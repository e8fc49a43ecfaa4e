//! Structured translator notes
//!
//! Free-text notes may embed annotations that are pulled out into a structured record:
//!
//! - `PH(name|sample)` or `PH(name|sample|description)` documents a placeholder
//! - `MAXWIDTH(n)` declares a display width limit
//! - `SCREENSHOT(ref)` attaches a visual reference
//!
//! Annotations are removed from the visible description.

use regex::{Captures, Regex};
use serde::{Deserialize, Serialize};
use std::collections::BTreeMap;
use std::sync::LazyLock;

static ANNOTATION: LazyLock<Regex> = LazyLock::new(|| {
    Regex::new(
        r"PH\((?P<ph_name>[^)|]+)\|(?P<ph_sample>[^)|]+)(?:\|(?P<ph_desc>[^)|]+))?\)|MAXWIDTH\((?P<max_width>\d+)\)|SCREENSHOT\((?P<screenshot>[^)]+)\)",
    )
    .unwrap()
});

/// Sample and description of one named placeholder
#[derive(Debug, Clone, Default, PartialEq, Eq, Serialize, Deserialize)]
pub struct PhNote {
    pub sample: String,
    #[serde(default, skip_serializing_if = "Option::is_none")]
    pub desc: Option<String>,
}

/// Notes attached to a translation unit
///
/// Deserializes from either a plain note string (annotations are extracted) or the
/// structured object form.
#[derive(Debug, Clone, Default, PartialEq, Eq, Serialize, Deserialize)]
#[serde(rename_all = "camelCase", from = "NotesRepr")]
pub struct Notes {
    #[serde(default, skip_serializing_if = "Option::is_none")]
    pub desc: Option<String>,
    #[serde(default, skip_serializing_if = "BTreeMap::is_empty")]
    pub ph: BTreeMap<String, PhNote>,
    #[serde(default, skip_serializing_if = "Option::is_none")]
    pub max_width: Option<u32>,
    #[serde(default, skip_serializing_if = "Option::is_none")]
    pub screenshot: Option<String>,
}

#[derive(Deserialize)]
#[serde(untagged)]
enum NotesRepr {
    Text(String),
    Structured {
        #[serde(default)]
        desc: Option<String>,
        #[serde(default)]
        ph: BTreeMap<String, PhNote>,
        #[serde(default, rename = "maxWidth")]
        max_width: Option<u32>,
        #[serde(default)]
        screenshot: Option<String>,
    },
}

impl From<NotesRepr> for Notes {
    fn from(repr: NotesRepr) -> Self {
        match repr {
            NotesRepr::Text(text) => extract_structured_notes(&text),
            NotesRepr::Structured {
                desc,
                ph,
                max_width,
                screenshot,
            } => Notes {
                desc,
                ph,
                max_width,
                screenshot,
            },
        }
    }
}

impl From<&str> for Notes {
    fn from(text: &str) -> Self {
        extract_structured_notes(text)
    }
}

/// Strip annotations from a free-text note and collect them
///
/// A repeated `MAXWIDTH` or `SCREENSHOT` keeps the last one; a repeated `PH` name keeps
/// the last declaration.
pub fn extract_structured_notes(text: &str) -> Notes {
    let mut notes = Notes::default();
    let desc = ANNOTATION.replace_all(text, |caps: &Captures<'_>| {
        if let Some(width) = caps.name("max_width") {
            // out-of-range widths are dropped, the annotation is still stripped
            notes.max_width = width.as_str().parse().ok();
        } else if let (Some(name), Some(sample)) = (caps.name("ph_name"), caps.name("ph_sample")) {
            notes.ph.insert(
                name.as_str().to_string(),
                PhNote {
                    sample: sample.as_str().to_string(),
                    desc: caps.name("ph_desc").map(|d| d.as_str().to_string()),
                },
            );
        } else if let Some(screenshot) = caps.name("screenshot") {
            notes.screenshot = Some(screenshot.as_str().to_string());
        }
        ""
    });
    notes.desc = Some(desc.into_owned());
    notes
}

::::::

Task to carry out
Repeat the whole listing exactly. Leave nothing out.

Solved exercise
repository e8fc49a43ecfaa4e
//! Structured translator notes
//!
//! Free-text notes may embed annotations that are pulled out into a structured record:
//!
//! - `PH(name|sample)` or `PH(name|sample|description)` documents a placeholder
//! - `MAXWIDTH(n)` declares a display width limit
//! - `SCREENSHOT(ref)` attaches a visual reference
//!
//! Annotations are removed from the visible description.

use regex::{Captures, Regex};
use serde::{Deserialize, Serialize};
use std::collections::BTreeMap;
use std::sync::LazyLock;

static ANNOTATION: LazyLock<Regex> = LazyLock::new(|| {
    Regex::new(
        r"PH\((?P<ph_name>[^)|]+)\|(?P<ph_sample>[^)|]+)(?:\|(?P<ph_desc>[^)|]+))?\)|MAXWIDTH\((?P<max_width>\d+)\)|SCREENSHOT\((?P<screenshot>[^)]+)\)",
    )
    .unwrap()
});

/// Sample and description of one named placeholder
#[derive(Debug, Clone, Default, PartialEq, Eq, Serialize, Deserialize)]
pub struct PhNote {
    pub sample: String,
    #[serde(default, skip_serializing_if = "Option::is_none")]
    pub desc: Option<String>,
}

/// Notes attached to a translation unit
///
/// Deserializes from either a plain note string (annotations are extracted) or the
/// structured object form.
#[derive(Debug, Clone, Default, PartialEq, Eq, Serialize, Deserialize)]
#[serde(rename_all = "camelCase", from = "NotesRepr")]
pub struct Notes {
    #[serde(default, skip_serializing_if = "Option::is_none")]
    pub desc: Option<String>,
    #[serde(default, skip_serializing_if = "BTreeMap::is_empty")]
    pub ph: BTreeMap<String, PhNote>,
    #[serde(default, skip_serializing_if = "Option::is_none")]
    pub max_width: Option<u32>,
    #[serde(default, skip_serializing_if = "Option::is_none")]
    pub screenshot: Option<String>,
}

#[derive(Deserialize)]
#[serde(untagged)]
enum NotesRepr {
    Text(String),
    Structured {
        #[serde(default)]
        desc: Option<String>,
        #[serde(default)]
        ph: BTreeMap<String, PhNote>,
        #[serde(default, rename = "maxWidth")]
        max_width: Option<u32>,
        #[serde(default)]
        screenshot: Option<String>,
    },
}

impl From<NotesRepr> for Notes {
    fn from(repr: NotesRepr) -> Self {
        match repr {
            NotesRepr::Text(text) => extract_structured_notes(&text),
            NotesRepr::Structured {
                desc,
                ph,
                max_width,
                screenshot,
            } => Notes {
                desc,
                ph,
                max_width,
                screenshot,
            },
        }
    }
}

impl From<&str> for Notes {
    fn from(text: &str) -> Self {
        extract_structured_notes(text)
    }
}

/// Strip annotations from a free-text note and collect them
///
/// A repeated `MAXWIDTH` or `SCREENSHOT` keeps the last one; a repeated `PH` name keeps
/// the last declaration.
pub fn extract_structured_notes(text: &str) -> Notes {
    let mut notes = Notes::default();
    let desc = ANNOTATION.replace_all(text, |caps: &Captures<'_>| {
        if let Some(width) = caps.name("max_width") {
            // out-of-range widths are dropped, the annotation is still stripped
            notes.max_width = width.as_str().parse().ok();
        } else if let (Some(name), Some(sample)) = (caps.name("ph_name"), caps.name("ph_sample")) {
            notes.ph.insert(
                name.as_str().to_string(),
                PhNote {
                    sample: sample.as_str().to_string(),
                    desc: caps.name("ph_desc").map(|d| d.as_str().to_string()),
                },
            );
        } else if let Some(screenshot) = caps.name("screenshot") {
            notes.screenshot = Some(screenshot.as_str().to_string());
        }
        ""
    });
    notes.desc = Some(desc.into_owned());
    notes
}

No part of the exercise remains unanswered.